4.15 TRUE AND COMPLETE DISCLOSURE. All factual information furnished by or
on behalf of any Credit Party in writing to the Agent or any Bank in connection
with the Credit Documents and the transactions contemplated thereby is true and
accurate in all material respects on the date as of which such information was
dated or certified and does not contain any untrue statement of material fact or
omit to state any material fact necessary to make the statements contained
therein not misleading.

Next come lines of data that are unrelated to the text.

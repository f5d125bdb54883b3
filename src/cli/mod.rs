//! CLI module for coursecsv
//!
//! Provides command-line interface for:
//! - serve: Run the HTTP CSV export API
//! - export: One-shot export of a quarter to a file or stdout

mod args;
mod commands;
mod errors;

pub use args::{Cli, Command};
pub use commands::{export, run_command, serve, Config};
pub use errors::{CliError, CliErrorCode, CliResult};

/// Parse arguments and run the selected command
pub fn run() -> CliResult<()> {
    let cli = Cli::parse_args();
    run_command(cli.command)
}
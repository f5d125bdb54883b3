//! # HTTP Server Module
//!
//! Axum server exposing the course CSV export.
//!
//! # Endpoints
//!
//! - `/health` - Health check
//! - `/api/courses/csv/quarter?yyyyq=<quarter>` - CSV download of a quarter

pub mod attachment;
pub mod body;
pub mod config;
pub mod csv_routes;
pub mod observability_routes;
pub mod server;

pub use attachment::{attachment_filename, CsvAttachment, CSV_CONTENT_TYPE};
pub use body::{stream_body, BodyWriter};
pub use config::{ExportConfig, HttpServerConfig};
pub use csv_routes::{csv_routes, CsvExportState, ExportRequestError};
pub use server::HttpServer;
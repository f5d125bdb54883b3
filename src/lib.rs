//! coursecsv - Streaming CSV export of course sections
//!
//! Given a quarter, the sections of that quarter are fetched from a
//! section store, projected onto a fixed set of columns and streamed as
//! CSV onto an HTTP response (or a file) without buffering the whole
//! export in memory.

pub mod cli;
pub mod csv_export;
pub mod http_server;
pub mod observability;
pub mod sections;
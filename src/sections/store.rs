//! # Section Stores
//!
//! The lookup the exporter depends on, plus two simple implementations:
//! an in-memory store used by tests and a store loaded from a JSON file.

use std::collections::HashMap;
use std::fs;
use std::path::{Path, PathBuf};
use std::sync::OnceLock;

use regex::Regex;
use tracing::debug;

use super::errors::{StoreError, StoreResult};
use super::types::ConvertedSection;

/// Lookup of course sections by quarter
pub trait SectionStore: Send + Sync + std::fmt::Debug {
    /// Return every section of `quarter`, in store order.
    ///
    /// An unknown quarter yields an empty list, not an error.
    fn find_by_quarter(&self, quarter: &str) -> StoreResult<Vec<ConvertedSection>>;
}

/// In-memory section store
#[derive(Debug, Default)]
pub struct MemorySectionStore {
    by_quarter: HashMap<String, Vec<ConvertedSection>>,
}

impl MemorySectionStore {
    pub fn new() -> Self {
        Self::default()
    }

    /// Build a store from documents, grouping them by quarter
    pub fn from_sections(sections: impl IntoIterator<Item = ConvertedSection>) -> Self {
        let mut store = Self::new();
        for section in sections {
            store.insert(section);
        }
        store
    }

    pub fn insert(&mut self, section: ConvertedSection) {
        self.by_quarter
            .entry(section.course_info.quarter.clone())
            .or_default()
            .push(section);
    }

    pub fn len(&self) -> usize {
        self.by_quarter.values().map(Vec::len).sum()
    }

    pub fn is_empty(&self) -> bool {
        self.len() == 0
    }
}

impl SectionStore for MemorySectionStore {
    fn find_by_quarter(&self, quarter: &str) -> StoreResult<Vec<ConvertedSection>> {
        Ok(self.by_quarter.get(quarter).cloned().unwrap_or_default())
    }
}

/// Section store backed by a JSON array of section documents
///
/// The file is read once when the store is opened.
#[derive(Debug)]
pub struct JsonFileSectionStore {
    path: PathBuf,
    inner: MemorySectionStore,
}

impl JsonFileSectionStore {
    pub fn open(path: &Path) -> StoreResult<Self> {
        let content = fs::read_to_string(path).map_err(|e| {
            StoreError::Unavailable(format!("cannot read {}: {}", path.display(), e))
        })?;
        let sections: Vec<ConvertedSection> = serde_json::from_str(&content)?;

        debug!(path = %path.display(), sections = sections.len(), "loaded section documents");

        Ok(Self {
            path: path.to_path_buf(),
            inner: MemorySectionStore::from_sections(sections),
        })
    }

    pub fn path(&self) -> &Path {
        &self.path
    }

    pub fn len(&self) -> usize {
        self.inner.len()
    }

    pub fn is_empty(&self) -> bool {
        self.inner.is_empty()
    }
}

impl SectionStore for JsonFileSectionStore {
    fn find_by_quarter(&self, quarter: &str) -> StoreResult<Vec<ConvertedSection>> {
        validate_quarter(quarter)?;
        self.inner.find_by_quarter(quarter)
    }
}

/// Check that `quarter` is in yyyyq form with q in 1..=4
pub fn validate_quarter(quarter: &str) -> StoreResult<()> {
    static YYYYQ: OnceLock<Regex> = OnceLock::new();
    let re = YYYYQ.get_or_init(|| Regex::new(r"^[0-9]{4}[1-4]$").expect("static regex"));

    if re.is_match(quarter) {
        Ok(())
    } else {
        Err(StoreError::InvalidQuarter(quarter.to_string()))
    }
}

#[cfg(test)]
mod tests {
    use super::*;
    use crate::sections::types::{CourseInfo, Section};
    use std::io::Write;

    fn section(quarter: &str, enroll_code: &str) -> ConvertedSection {
        ConvertedSection {
            course_info: CourseInfo {
                quarter: quarter.into(),
                course_id: "CMPSC 156".into(),
                title: "ADV APP PROGRAM".into(),
                ..Default::default()
            },
            section: Section {
                enroll_code: enroll_code.into(),
                ..Default::default()
            },
        }
    }

    #[test]
    fn test_memory_store_preserves_insertion_order() {
        let store = MemorySectionStore::from_sections(vec![
            section("20252", "003"),
            section("20251", "999"),
            section("20252", "001"),
        ]);

        let found = store.find_by_quarter("20252").unwrap();
        let codes: Vec<_> = found.iter().map(|s| s.section.enroll_code.as_str()).collect();
        assert_eq!(codes, vec!["003", "001"]);
        assert_eq!(store.len(), 3);
    }

    #[test]
    fn test_memory_store_unknown_quarter_is_empty() {
        let store = MemorySectionStore::new();
        assert!(store.find_by_quarter("20244").unwrap().is_empty());
    }

    #[test]
    fn test_validate_quarter() {
        assert!(validate_quarter("20252").is_ok());
        assert!(validate_quarter("20244").is_ok());
        assert!(validate_quarter("20255").is_err());
        assert!(validate_quarter("2025").is_err());
        assert!(validate_quarter("W25").is_err());
        assert!(validate_quarter("").is_err());
    }

    #[test]
    fn test_json_file_store_round_trip() {
        let mut file = tempfile::NamedTempFile::new().unwrap();
        let docs = vec![section("20252", "08078"), section("20244", "12345")];
        write!(file, "{}", serde_json::to_string(&docs).unwrap()).unwrap();

        let store = JsonFileSectionStore::open(file.path()).unwrap();
        assert_eq!(store.path(), file.path());
        assert_eq!(store.len(), 2);
        assert_eq!(store.find_by_quarter("20252").unwrap().len(), 1);
        assert!(matches!(
            store.find_by_quarter("bogus"),
            Err(StoreError::InvalidQuarter(_))
        ));
    }

    #[test]
    fn test_json_file_store_missing_file() {
        let dir = tempfile::tempdir().unwrap();
        let err = JsonFileSectionStore::open(&dir.path().join("missing.json")).unwrap_err();
        assert!(matches!(err, StoreError::Unavailable(_)));
    }

    #[test]
    fn test_json_file_store_malformed_file() {
        let mut file = tempfile::NamedTempFile::new().unwrap();
        write!(file, "{{not json").unwrap();
        let err = JsonFileSectionStore::open(file.path()).unwrap_err();
        assert!(matches!(err, StoreError::ParseError(_)));
    }
}
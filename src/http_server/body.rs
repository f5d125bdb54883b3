//! Streaming response bodies
//!
//! Bridges a synchronous `io::Write` producer to an axum `Body`. The
//! producer runs on the blocking pool and pushes chunks through a bounded
//! channel, so at most `capacity` chunks are held in memory.

use std::io::{self, Write};

use axum::body::{Body, Bytes};
use futures_util::stream;
use tokio::sync::mpsc;

use crate::observability::{log_event, Event};

type Chunk = io::Result<Bytes>;

/// `io::Write` half of a streaming body
///
/// Writes fail with `BrokenPipe` once the body has been dropped, e.g.
/// because the client disconnected.
pub struct BodyWriter {
    tx: mpsc::Sender<Chunk>,
}

impl Write for BodyWriter {
    fn write(&mut self, buf: &[u8]) -> io::Result<usize> {
        if buf.is_empty() {
            return Ok(0);
        }
        self.tx
            .blocking_send(Ok(Bytes::copy_from_slice(buf)))
            .map_err(|_| disconnected())?;
        Ok(buf.len())
    }

    fn flush(&mut self) -> io::Result<()> {
        if self.tx.is_closed() {
            return Err(disconnected());
        }
        Ok(())
    }
}

fn disconnected() -> io::Error {
    io::Error::new(io::ErrorKind::BrokenPipe, "response body dropped")
}

/// Run `produce` on the blocking pool and stream what it writes
///
/// If `produce` fails or panics, an error is pushed after the bytes already
/// written, so the transport aborts the response instead of ending it
/// cleanly. Must be called from within a tokio runtime.
pub fn stream_body<F>(capacity: usize, produce: F) -> Body
where
    F: FnOnce(BodyWriter) -> io::Result<()> + Send + 'static,
{
    let (tx, rx) = mpsc::channel::<Chunk>(capacity.max(1));
    let writer = BodyWriter { tx: tx.clone() };

    let task = tokio::task::spawn_blocking(move || produce(writer));
    tokio::spawn(async move {
        let failure = match task.await {
            Ok(Ok(())) => None,
            Ok(Err(e)) => Some(e),
            Err(join) => Some(io::Error::other(format!("body producer aborted: {}", join))),
        };
        if let Some(e) = failure {
            log_event(Event::StreamAborted, &e.to_string());
            // the receiver is gone if the client disconnected
            let _ = tx.send(Err(e)).await;
        }
    });

    let chunks = stream::unfold(rx, |mut rx| async move {
        rx.recv().await.map(|chunk| (chunk, rx))
    });
    Body::from_stream(chunks)
}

All projections, estimates, and pro forma financial
information furnished by any Credit Party were prepared on the basis of
assumptions, data, information, tests, or conditions believed to be reasonable
at the time such projections, estimates, and pro forma financial information
were furnished.
ARTICLE 5. COVENANTS.
Until the Agent and the Banks receive irrevocable payment of the Credit
Obligations and have terminated this Agreement and each other Credit Document,
the Borrower shall comply with and cause compliance with the following
covenants:
5.1 ORGANIZATION; MAINTENANCE OF PROPERTIES. The Borrower shall cause each
Restricted Entity to (a) maintain itself as an entity (i) duly organized,
validly existing, and in good standing under the laws of each such Person's
respective jurisdiction of organization and (ii) duly licensed, qualified to do
business, and in good standing in each jurisdiction in which such Person is
organized, owns property, or conducts operations and which requires such
licensing or qualification and where failure to be so licensed, qualified, or in
good standing could reasonably be expected to have a Material Adverse Effect,
(b) maintain all franchises, licenses, rights, privileges, and intangible
properties necessary in the conduct of its business, if any, (c) duly observe
and conform to all material requirements of any governmental authorities
relative to the conduct of its business or the operation of its Property, if
such failure duly to observe and conform to said requirements would have a
Material Adverse Effect or is likely to result in criminal prosecution; and (d)
will at all times keep complete and accurate records of (i) Inventory on a basis
consistent with past practices of the Borrower, itemizing and describing the
kind, type and quantity of Inventory and the Borrower's cost therefor and
current pricing information for such Inventory, and (ii) all other Collateral on
a basis consistent with past practices of the Borrower.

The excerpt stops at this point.